What actually makes one monarch is a thorny issue, Matilda's claim on the throne is perfectly valid for the time, but she lacked the wherewithal to make good on it in the long term. The coronation aspect is significant for her because until the time of Edward I no-one was considered a legitimate monarch until the act of anointing had taken place. Edward is significant as the first king in English history to be acclaimed as monarch the moment his father died, despite being some hundreds of miles away on crusade - this was the pattern ever after, the principle summed up in "the king is dead, long live the king".* Had that maxim been in place, Stephen's claim could not possibly have trumped hers as she was the only living heir of Henry I, and he was a usurper, but to the victor went the spoils despite Henry I having specifically named his daughter as his heir.
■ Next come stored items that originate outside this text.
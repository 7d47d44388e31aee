//! Medication validation.
//!
//! There is no interaction database behind this: every medication is reported valid, with no
//! interactions or warnings and a fixed risk score. The one real check is that the request
//! actually carries an array.

use crate::constants::{MEDICATION_RISK_SCORE, OVERALL_RISK_SCORE};
use crate::{CoreError, CoreResult};
use api_shared::{ValidateMedicationsRes, ValidationResult};
use serde_json::Value;

const MEDICATIONS_FIELD: &str = "medications";

/// Read the items of the raw `medications` request value.
///
/// Items are returned as sent: non-string entries are echoed back untouched, not coerced.
///
/// # Errors
/// Returns [`CoreError::NotASequence`] if the value is missing or is not a JSON array.
pub fn medication_items(value: Option<&Value>) -> CoreResult<&[Value]> {
    match value {
        Some(Value::Array(items)) => Ok(items),
        other => Err(CoreError::NotASequence {
            field: MEDICATIONS_FIELD,
            found: json_kind(other),
        }),
    }
}

fn json_kind(value: Option<&Value>) -> &'static str {
    match value {
        None => "undefined",
        Some(Value::Null) => "null",
        Some(Value::Bool(_)) => "boolean",
        Some(Value::Number(_)) => "number",
        Some(Value::String(_)) => "string",
        Some(Value::Array(_)) => "array",
        Some(Value::Object(_)) => "object",
    }
}

/// Builds validation payloads.
#[derive(Clone, Default)]
pub struct MedicationValidationService;

impl MedicationValidationService {
    pub fn new() -> Self {
        Self
    }

    /// One result per medication, in input order.
    pub fn validate(&self, medications: &[Value]) -> Vec<ValidationResult> {
        medications
            .iter()
            .map(|medication| ValidationResult {
                medication: medication.clone(),
                valid: true,
                interactions: Vec::new(),
                risk_score: MEDICATION_RISK_SCORE,
                warnings: Vec::new(),
            })
            .collect()
    }

    /// Validate the raw `medications` request value and wrap the results.
    ///
    /// # Errors
    /// Returns [`CoreError::NotASequence`] if `medications` is not an array.
    pub fn respond(&self, medications: Option<&Value>) -> CoreResult<ValidateMedicationsRes> {
        let items = medication_items(medications)?;
        tracing::debug!(count = items.len(), "validating medications");

        Ok(ValidateMedicationsRes {
            success: true,
            validation_results: self.validate(items),
            overall_risk_score: OVERALL_RISK_SCORE,
            safe_for_processing: true,
        })
    }
}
* usurpations, civil wars, etc notwithstanding, check your policy documents for full details.

 
CB27
661427.  Sun Jan 24, 2010 2:43 pm Reply with quote

Another question:

Who became King of England after the battle of Hastings?

Klaxon for William.

The real answer is Edgar Ętheling who was originally meant to take over as king after the death of Edward the Confessor, but was too young and powerless to stop Harold from seizing the throne. After the death of Harold the Witanagemot chose Edgar as the new king and he actually reigned for a few weeks before his nobles gave him up to William.

He led an interesting life full of failures, at times trying to garner support for himself as king, then other claimants (including William's sons) and always seemed to choose the losing side, including at one time spending time with Malcolm of Scotland. He was given castles and land near the border of Normany by Philip I of France, but when he sailed with his men to his new lands his ships were caught in a storm and were wrecked off the English coast, where most of his men were hunted down by the Normans.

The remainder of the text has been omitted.